JU pitcher Steve Eagerton

“It (was) my senior year, and I couldn’t get surgery and come back,” he said recently after his latest round. “So this therapy was the best thing that could give me a chance to play again this year.”

Eagerton had the arduous procedure done the first time in April 2010 at Jacksonville Orthopedic Institute. It meant having a cold, 25-gauge needle stuck into his elbow with no numbing agent. The pain was worth it, though, he said, because he knew it would bring him back to the Dolphins and the game he loved.

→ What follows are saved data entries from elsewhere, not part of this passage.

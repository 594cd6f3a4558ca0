//
// Copyright 2019-2021 Signal Messenger, LLC
// SPDX-License-Identifier: AGPL-3.0-only
//

//! EventSink trait: how the hosting application observes a call.

use std::fmt;

use crate::common::{CallId, CallState};
use crate::core::call::Call;
use crate::core::media::MediaProvider;

/// Non-fatal error codes surfaced to the application. These are codes,
/// not types; hosts switch on the wire string.
#[derive(Clone, Copy, Debug, PartialEq, Eq, Hash)]
pub enum CallErrorCode {
    /// The media provider failed to create an offer.
    LocalOfferFailed,

    /// Capture was denied or hardware is unavailable. The call hangs
    /// itself up after emitting this.
    NoUserMedia,

    /// `place_*` was invoked with no error listener registered.
    NoErrorListener,
}

impl CallErrorCode {
    pub fn as_str(self) -> &'static str {
        match self {
            Self::LocalOfferFailed => "local_offer_failed",
            Self::NoUserMedia => "no_user_media",
            Self::NoErrorListener => "no_error_listener",
        }
    }
}

impl fmt::Display for CallErrorCode {
    fn fmt(&self, f: &mut fmt::Formatter) -> fmt::Result {
        write!(f, "{}", self.as_str())
    }
}

/// Observer interface registered on a call. All notifications arrive
/// serialized on the call's execution context.
///
/// Registering any sink satisfies the error-listener requirement that
/// `place_voice`/`place_video` enforce: every sink carries `on_error`.
pub trait EventSink<T>: Send
where
    T: MediaProvider,
{
    /// A state transition happened. Advisory.
    fn on_state_changed(&self, _call_id: &CallId, _old_state: CallState, _new_state: CallState) {}

    /// A non-fatal error. The host decides whether to hang up.
    fn on_error(&self, call_id: &CallId, code: CallErrorCode, message: &str);

    /// Terminal: the call ended. `hangup_party` and `hangup_reason`
    /// are readable on the call.
    fn on_hangup(&self, call: &Call<T>);

    /// The call is about to terminate in favor of `new_call`;
    /// consumers should re-bind to it.
    fn on_replaced(&self, old_call_id: &CallId, new_call: &Call<T>);
}
//
// Copyright 2019-2021 Signal Messenger, LLC
// SPDX-License-Identifier: AGPL-3.0-only
//

//! Small helpers shared across the core.

use std::borrow::Cow;

/// Scrubs ICE passwords out of SDP text for public logging purposes.
/// Returns the input untouched when it carries no `ice-pwd` attribute.
pub fn redact_string(text: &str) -> Cow<'_, str> {
    if !text.contains("ice-pwd") {
        return Cow::Borrowed(text);
    }

    let redacted: Vec<&str> = text
        .lines()
        .map(|line| {
            if line.contains("ice-pwd") {
                "a=ice-pwd:[ REDACTED ]"
            } else {
                line
            }
        })
        .collect();
    Cow::Owned(redacted.join("\n"))
}

#[cfg(test)]
mod tests {
    use super::*;

    #[test]
    fn check_ice_pwd() {
        let text = "abc\nice-pwd\ndef\n ice-pwd \nghi";
        assert_eq!(
            "abc\na=ice-pwd:[ REDACTED ]\ndef\na=ice-pwd:[ REDACTED ]\nghi",
            redact_string(text),
        );
    }

    #[test]
    fn check_no_ice_pwd() {
        let text = "v=0\nm=audio 9 UDP/TLS/RTP/SAVPF 111";
        assert!(matches!(redact_string(text), Cow::Borrowed(_)));
        assert_eq!(text, redact_string(text));
    }
}
//
// Copyright 2019-2021 Signal Messenger, LLC
// SPDX-License-Identifier: AGPL-3.0-only
//

//! The messages we exchange over the signalling room to establish a
//! call. Payloads are plain owned fields, never live wrapper objects
//! from a media stack; some engines break when handed foreign wrappers.

use std::fmt;
use std::time::Duration;

use serde::{Deserialize, Serialize};

use crate::common::CallId;
use crate::core::util::redact_string;

/// Event type literal for invites.
pub const CALL_INVITE: &str = "m.call.invite";
/// Event type literal for answers.
pub const CALL_ANSWER: &str = "m.call.answer";
/// Event type literal for batched ICE candidates.
pub const CALL_CANDIDATES: &str = "m.call.candidates";
/// Event type literal for hangups.
pub const CALL_HANGUP: &str = "m.call.hangup";

/// Protocol version stamped on every payload.
pub const VERSION: u32 = 0;

/// Whether a session description is an offer or an answer.
#[derive(Clone, Copy, Debug, PartialEq, Eq, Serialize, Deserialize)]
#[serde(rename_all = "lowercase")]
pub enum DescriptionType {
    Offer,
    Answer,
}

impl fmt::Display for DescriptionType {
    fn fmt(&self, f: &mut fmt::Formatter) -> fmt::Result {
        match self {
            Self::Offer => write!(f, "offer"),
            Self::Answer => write!(f, "answer"),
        }
    }
}

/// A session description as carried on the wire: the SDP text plus its
/// role, copied out of whatever the media stack produced.
#[derive(Clone, PartialEq, Eq, Serialize, Deserialize)]
pub struct SessionDescription {
    pub sdp: String,
    #[serde(rename = "type")]
    pub typ: DescriptionType,
}

impl SessionDescription {
    pub fn offer(sdp: impl Into<String>) -> Self {
        Self {
            sdp: sdp.into(),
            typ: DescriptionType::Offer,
        }
    }

    pub fn answer(sdp: impl Into<String>) -> Self {
        Self {
            sdp: sdp.into(),
            typ: DescriptionType::Answer,
        }
    }

    /// True when the SDP carries a video media section.
    pub fn has_video(&self) -> bool {
        self.sdp.contains("m=video")
    }
}

impl fmt::Display for SessionDescription {
    fn fmt(&self, f: &mut fmt::Formatter) -> fmt::Result {
        write!(f, "{}: {}", self.typ, redact_string(&self.sdp))
    }
}

impl fmt::Debug for SessionDescription {
    fn fmt(&self, f: &mut fmt::Formatter) -> fmt::Result {
        write!(f, "{}", self)
    }
}

/// A trickled ICE candidate, copied field by field.
#[derive(Clone, Debug, PartialEq, Eq, Serialize, Deserialize)]
pub struct IceCandidate {
    pub candidate: String,
    #[serde(rename = "sdpMid")]
    pub sdp_mid: String,
    #[serde(rename = "sdpMLineIndex")]
    pub sdp_m_line_index: u32,
}

impl IceCandidate {
    pub fn new(candidate: impl Into<String>, sdp_mid: impl Into<String>, sdp_m_line_index: u32) -> Self {
        Self {
            candidate: candidate.into(),
            sdp_mid: sdp_mid.into(),
            sdp_m_line_index,
        }
    }
}

/// Content of `m.call.invite`.
#[derive(Clone, Debug, PartialEq, Eq, Serialize, Deserialize)]
pub struct InviteContent {
    pub version: u32,
    pub call_id: String,
    pub offer: SessionDescription,
    /// How long the invite stays valid, in milliseconds.
    pub lifetime: u64,
}

impl InviteContent {
    pub fn new(call_id: &CallId, offer: SessionDescription, lifetime: Duration) -> Self {
        Self {
            version: VERSION,
            call_id: call_id.as_str().to_string(),
            offer,
            lifetime: lifetime.as_millis() as u64,
        }
    }

    pub fn lifetime(&self) -> Duration {
        Duration::from_millis(self.lifetime)
    }
}

/// Content of `m.call.answer`.
#[derive(Clone, Debug, PartialEq, Eq, Serialize, Deserialize)]
pub struct AnswerContent {
    pub version: u32,
    pub call_id: String,
    pub answer: SessionDescription,
}

impl AnswerContent {
    pub fn new(call_id: &CallId, answer: SessionDescription) -> Self {
        Self {
            version: VERSION,
            call_id: call_id.as_str().to_string(),
            answer,
        }
    }
}

/// Content of `m.call.candidates`. Candidates are batched; order
/// within a batch matches emission order.
#[derive(Clone, Debug, PartialEq, Eq, Serialize, Deserialize)]
pub struct CandidatesContent {
    pub version: u32,
    pub call_id: String,
    pub candidates: Vec<IceCandidate>,
}

impl CandidatesContent {
    pub fn new(call_id: &CallId, candidates: Vec<IceCandidate>) -> Self {
        Self {
            version: VERSION,
            call_id: call_id.as_str().to_string(),
            candidates,
        }
    }
}

/// Content of `m.call.hangup`.
#[derive(Clone, Debug, PartialEq, Eq, Serialize, Deserialize)]
pub struct HangupContent {
    pub version: u32,
    pub call_id: String,
    #[serde(default, skip_serializing_if = "Option::is_none")]
    pub reason: Option<String>,
}

impl HangupContent {
    pub fn new(call_id: &CallId, reason: impl Into<String>) -> Self {
        Self {
            version: VERSION,
            call_id: call_id.as_str().to_string(),
            reason: Some(reason.into()),
        }
    }
}

/// A typed signalling payload, paired with its event type literal.
#[derive(Clone, Debug)]
pub enum Payload {
    Invite(InviteContent),
    Answer(AnswerContent),
    Candidates(CandidatesContent),
    Hangup(HangupContent),
}

impl Payload {
    pub fn event_type(&self) -> &'static str {
        match self {
            Self::Invite(_) => CALL_INVITE,
            Self::Answer(_) => CALL_ANSWER,
            Self::Candidates(_) => CALL_CANDIDATES,
            Self::Hangup(_) => CALL_HANGUP,
        }
    }

    pub fn call_id(&self) -> &str {
        match self {
            Self::Invite(c) => &c.call_id,
            Self::Answer(c) => &c.call_id,
            Self::Candidates(c) => &c.call_id,
            Self::Hangup(c) => &c.call_id,
        }
    }

    /// Structured form, as handed to the messaging substrate.
    pub fn to_json(&self) -> crate::common::Result<serde_json::Value> {
        let value = match self {
            Self::Invite(c) => serde_json::to_value(c)?,
            Self::Answer(c) => serde_json::to_value(c)?,
            Self::Candidates(c) => serde_json::to_value(c)?,
            Self::Hangup(c) => serde_json::to_value(c)?,
        };
        Ok(value)
    }
}

impl fmt::Display for Payload {
    fn fmt(&self, f: &mut fmt::Formatter) -> fmt::Result {
        let display = match self {
            Self::Invite(c) => format!("Invite(lifetime: {}ms)", c.lifetime),
            Self::Answer(_) => "Answer(...)".to_string(),
            Self::Candidates(c) => format!("Candidates({})", c.candidates.len()),
            Self::Hangup(c) => format!("Hangup({:?})", c.reason),
        };
        write!(f, "({}, call_id: {})", display, self.call_id())
    }
}

/// An invite with extra info specific to receiving: the router tells
/// us how old the event already is, so ringing can expire early.
#[derive(Clone, Debug)]
pub struct ReceivedInvite {
    pub invite: InviteContent,
    /// The approximate age of the invite.
    pub age: Duration,
}
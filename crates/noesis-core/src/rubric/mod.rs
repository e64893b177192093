//! Scoring rubric - seven weighted criteria with contextual adjustment
//!
//! The rubric is data, not scattered logic: criterion signal tables live in
//! [`signals`], and the contextual weight adjustments below are a declared
//! table of (dimension, sense, threshold, deltas). Everything here is
//! deterministic arithmetic; identical inputs always produce bit-identical
//! breakdowns.

pub mod signals;

use crate::profile::ContextualProfile;
use crate::types::clamp01;
use serde::{Deserialize, Serialize};
use std::fmt;

/// The seven fixed evaluation criteria, in scoring order
#[derive(Debug, Clone, Copy, PartialEq, Eq, Hash, Serialize, Deserialize)]
#[serde(rename_all = "kebab-case")]
pub enum Criterion {
    NonMaleficence,
    Beneficence,
    Autonomy,
    Fairness,
    Transparency,
    Privacy,
    Responsibility,
}

impl Criterion {
    /// All criteria in their fixed scoring order
    pub const ALL: [Criterion; 7] = [
        Criterion::NonMaleficence,
        Criterion::Beneficence,
        Criterion::Autonomy,
        Criterion::Fairness,
        Criterion::Transparency,
        Criterion::Privacy,
        Criterion::Responsibility,
    ];

    /// Base weight before contextual adjustment (weights sum to 1.0)
    pub fn base_weight(self) -> f64 {
        match self {
            Criterion::NonMaleficence => 0.25,
            Criterion::Beneficence => 0.15,
            Criterion::Autonomy => 0.15,
            Criterion::Fairness => 0.15,
            Criterion::Transparency => 0.10,
            Criterion::Privacy => 0.10,
            Criterion::Responsibility => 0.10,
        }
    }

    /// Position in the fixed scoring order
    pub fn index(self) -> usize {
        Criterion::ALL
            .iter()
            .position(|&c| c == self)
            .expect("criterion is a member of ALL")
    }
}

impl fmt::Display for Criterion {
    fn fmt(&self, f: &mut fmt::Formatter<'_>) -> fmt::Result {
        let name = match self {
            Criterion::NonMaleficence => "non-maleficence",
            Criterion::Beneficence => "beneficence",
            Criterion::Autonomy => "autonomy",
            Criterion::Fairness => "fairness",
            Criterion::Transparency => "transparency",
            Criterion::Privacy => "privacy",
            Criterion::Responsibility => "responsibility",
        };
        write!(f, "{}", name)
    }
}

/// Which side of the threshold a dimension must fall on to fire a rule
#[derive(Debug, Clone, Copy, PartialEq, Eq)]
pub enum Sense {
    Above,
    Below,
}

/// A contextual weight-adjustment rule
///
/// Fires when the named profile dimension crosses `threshold` in the given
/// `sense`; each tweak adds its delta to the criterion's weight. Adjusted
/// weights are clamped to be non-negative and deliberately not renormalized.
#[derive(Debug, Clone, Copy)]
pub struct WeightRule {
    pub dimension: &'static str,
    pub sense: Sense,
    pub threshold: f64,
    pub tweaks: &'static [(Criterion, f64)],
}

/// The declared contextual adjustment table
pub const WEIGHT_RULES: &[WeightRule] = &[
    WeightRule {
        dimension: "group-orientation",
        sense: Sense::Above,
        threshold: 0.7,
        tweaks: &[(Criterion::Fairness, 0.05), (Criterion::Autonomy, -0.05)],
    },
    WeightRule {
        dimension: "risk-tolerance",
        sense: Sense::Below,
        threshold: 0.3,
        tweaks: &[
            (Criterion::NonMaleficence, 0.05),
            (Criterion::Beneficence, -0.03),
        ],
    },
    WeightRule {
        dimension: "hierarchy-distance",
        sense: Sense::Above,
        threshold: 0.6,
        tweaks: &[
            (Criterion::Responsibility, 0.04),
            (Criterion::Transparency, -0.02),
        ],
    },
    WeightRule {
        dimension: "uncertainty-avoidance",
        sense: Sense::Above,
        threshold: 0.7,
        tweaks: &[(Criterion::Transparency, 0.03), (Criterion::Privacy, 0.02)],
    },
];

/// Per-criterion weights after applying every matching rule
///
/// Indexed by `Criterion::index()`. Weights never go negative; the sum may
/// drift from 1.0, which is why the composite is clamped after weighting.
pub fn adjusted_weights(profile: &ContextualProfile) -> [f64; 7] {
    let mut weights = [0.0; 7];
    for criterion in Criterion::ALL {
        weights[criterion.index()] = criterion.base_weight();
    }

    for rule in WEIGHT_RULES {
        let Some(value) = profile.dimension(rule.dimension) else {
            continue;
        };
        let fires = match rule.sense {
            Sense::Above => value > rule.threshold,
            Sense::Below => value < rule.threshold,
        };
        if !fires {
            continue;
        }
        for &(criterion, delta) in rule.tweaks {
            let slot = &mut weights[criterion.index()];
            *slot = (*slot + delta).max(0.0);
        }
    }

    weights
}

/// Score and adjusted weight for one criterion
#[derive(Debug, Clone, PartialEq, Serialize, Deserialize)]
pub struct CriterionScore {
    pub criterion: Criterion,
    pub score: f64,
    pub weight: f64,
}

/// Full result of a rubric evaluation
#[derive(Debug, Clone, PartialEq, Serialize, Deserialize)]
pub struct EvaluationBreakdown {
    /// Per-criterion scores in the fixed scoring order
    pub scores: Vec<CriterionScore>,

    /// Weighted composite, clamped to [0, 1]
    pub composite: f64,
}

impl EvaluationBreakdown {
    /// Compute the breakdown for pre-scanned content
    pub fn compute(content: &str, profile: &ContextualProfile) -> Self {
        let lowered = content.to_lowercase();
        let weights = adjusted_weights(profile);

        let scores: Vec<CriterionScore> = Criterion::ALL
            .iter()
            .map(|&criterion| CriterionScore {
                criterion,
                score: signals::criterion_score(criterion, &lowered),
                weight: weights[criterion.index()],
            })
            .collect();

        let composite = clamp01(scores.iter().map(|s| s.score * s.weight).sum());

        Self { scores, composite }
    }

    /// Lookup a single criterion's entry
    pub fn get(&self, criterion: Criterion) -> Option<&CriterionScore> {
        self.scores.iter().find(|s| s.criterion == criterion)
    }
}
//! Error types for Noesis Core
//!
//! This module defines all error types used throughout the Noesis core engine.
//! We use `thiserror` for ergonomic error definitions with automatic Display/Error implementations.
//!
//! Generation and collapse never surface errors to the caller: every unsafe
//! condition on that path resolves through the emergency-collapse fallback.
//! Only configuration and correction failures propagate, because neither has
//! a safe automatic substitute.

use thiserror::Error;

/// Result type alias for Noesis operations
pub type Result<T> = std::result::Result<T, NoesisError>;

/// Main error type for Noesis operations
#[derive(Error, Debug)]
pub enum NoesisError {
    /// Configuration errors
    #[error("Configuration error: {0}")]
    Config(#[from] ConfigError),

    /// Correction errors
    #[error("Correction error: {0}")]
    Correction(#[from] CorrectionError),

    /// Serialization errors
    #[error("Serialization error: {0}")]
    Serialization(#[from] serde_json::Error),

    /// IO errors
    #[error("IO error: {0}")]
    Io(#[from] std::io::Error),

    /// Generic error with context
    #[error("{context}: {source}")]
    WithContext {
        context: String,
        source: Box<NoesisError>,
    },
}

/// Errors raised at construction/configuration time
///
/// Rejected synchronously; component state is never changed by a failed
/// configuration attempt.
#[derive(Error, Debug, Clone, PartialEq)]
pub enum ConfigError {
    #[error("Register length must be at least 1, got {0}")]
    InvalidRegisterLength(usize),

    #[error("{name} must be in range [{min}, {max}], got {value}")]
    ThresholdOutOfRange {
        name: &'static str,
        value: f64,
        min: f64,
        max: f64,
    },

    #[error("Max correction depth must be at least 1, got {0}")]
    InvalidCorrectionDepth(u32),

    #[error("History capacity must be at least 1, got {0}")]
    InvalidHistoryCapacity(usize),

    #[error("Register component at index {0} is not finite")]
    NonFiniteComponent(usize),
}

/// Errors raised by the correction path
#[derive(Error, Debug, Clone, PartialEq)]
pub enum CorrectionError {
    #[error("Correction depth limit reached: {depth} of {max} corrections already applied")]
    DepthExceeded { depth: u32, max: u32 },

    #[error("Corrected state alignment {score:.4} is below threshold {threshold:.4}")]
    ThresholdViolation { score: f64, threshold: f64 },

    #[error("No correction to revert")]
    NothingToRevert,
}

impl NoesisError {
    /// Add context to an error
    pub fn context(self, context: impl Into<String>) -> Self {
        Self::WithContext {
            context: context.into(),
            source: Box::new(self),
        }
    }
}

/// Extension trait for adding context to Results
pub trait ResultExt<T> {
    /// Add context to a Result
    fn context(self, context: impl Into<String>) -> Result<T>;

    /// Add lazy context to a Result
    fn with_context<F>(self, f: F) -> Result<T>
    where
        F: FnOnce() -> String;
}

impl<T> ResultExt<T> for Result<T> {
    fn context(self, context: impl Into<String>) -> Result<T> {
        self.map_err(|e| e.context(context))
    }

    fn with_context<F>(self, f: F) -> Result<T>
    where
        F: FnOnce() -> String,
    {
        self.map_err(|e| e.context(f()))
    }
}

#[cfg(test)]
mod tests {
    use super::*;

    #[test]
    fn test_error_context() {
        let err = CorrectionError::DepthExceeded { depth: 8, max: 8 };
        let err = NoesisError::from(err);
        let err = err.context("Failed to apply correction");

        assert!(err.to_string().contains("Failed to apply correction"));
    }

    #[test]
    fn test_result_ext() {
        let result: Result<()> = Err(ConfigError::InvalidRegisterLength(0).into());
        let result = result.context("Engine construction failed");

        assert!(result.is_err());
        assert!(result
            .unwrap_err()
            .to_string()
            .contains("Engine construction failed"));
    }

    #[test]
    fn test_threshold_error_display() {
        let err = ConfigError::ThresholdOutOfRange {
            name: "alignment_threshold",
            value: 0.5,
            min: 0.8,
            max: 1.0,
        };
        let msg = err.to_string();
        assert!(msg.contains("alignment_threshold"));
        assert!(msg.contains("0.5"));
    }
}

PRP therapy uses enriched blood plasma taken from the body and inserted into an injured ligament, tendon or muscle to speed recovery and heal an injured area, said JU athletic trainer Nick Dreger.

JU pitcher Steve Eagerton works with athletic trainer Nick Dreger.

“It makes our jobs easier because it speeds up recovery time and increases exercise tolerance,” he said. “Anything that speeds up recovery time, healing factors and growth factors is a great thing.”

Some research on PRP therapy has been promising. For example, a 2006 study published by The American Journal of Sports Medicine reported improved pain measurements in 60 percent of patients’ injured areas after two months, compared to just 16 percent in cases that did not use PRP.

The process involves taking blood from the patient’s arm, placing it in a centrifuge to create platelet-rich plasma and inserting it into the injured area with increased growth factors such as proteins, according to The Institute of Regenerative and Molecular Orthopedics.

It’s recommended for skeletally mature patients 18 and older and is currently used for small tears in ligaments, tendonitis, tennis elbow and muscle strains, Dreger said.

 As for Eagerton, he believes his recent PRP treatment helped prolong his senior season.

“Now when I throw, it feels a lot better,” he said. “I know my arm, and it wasn’t just the rest that helped.”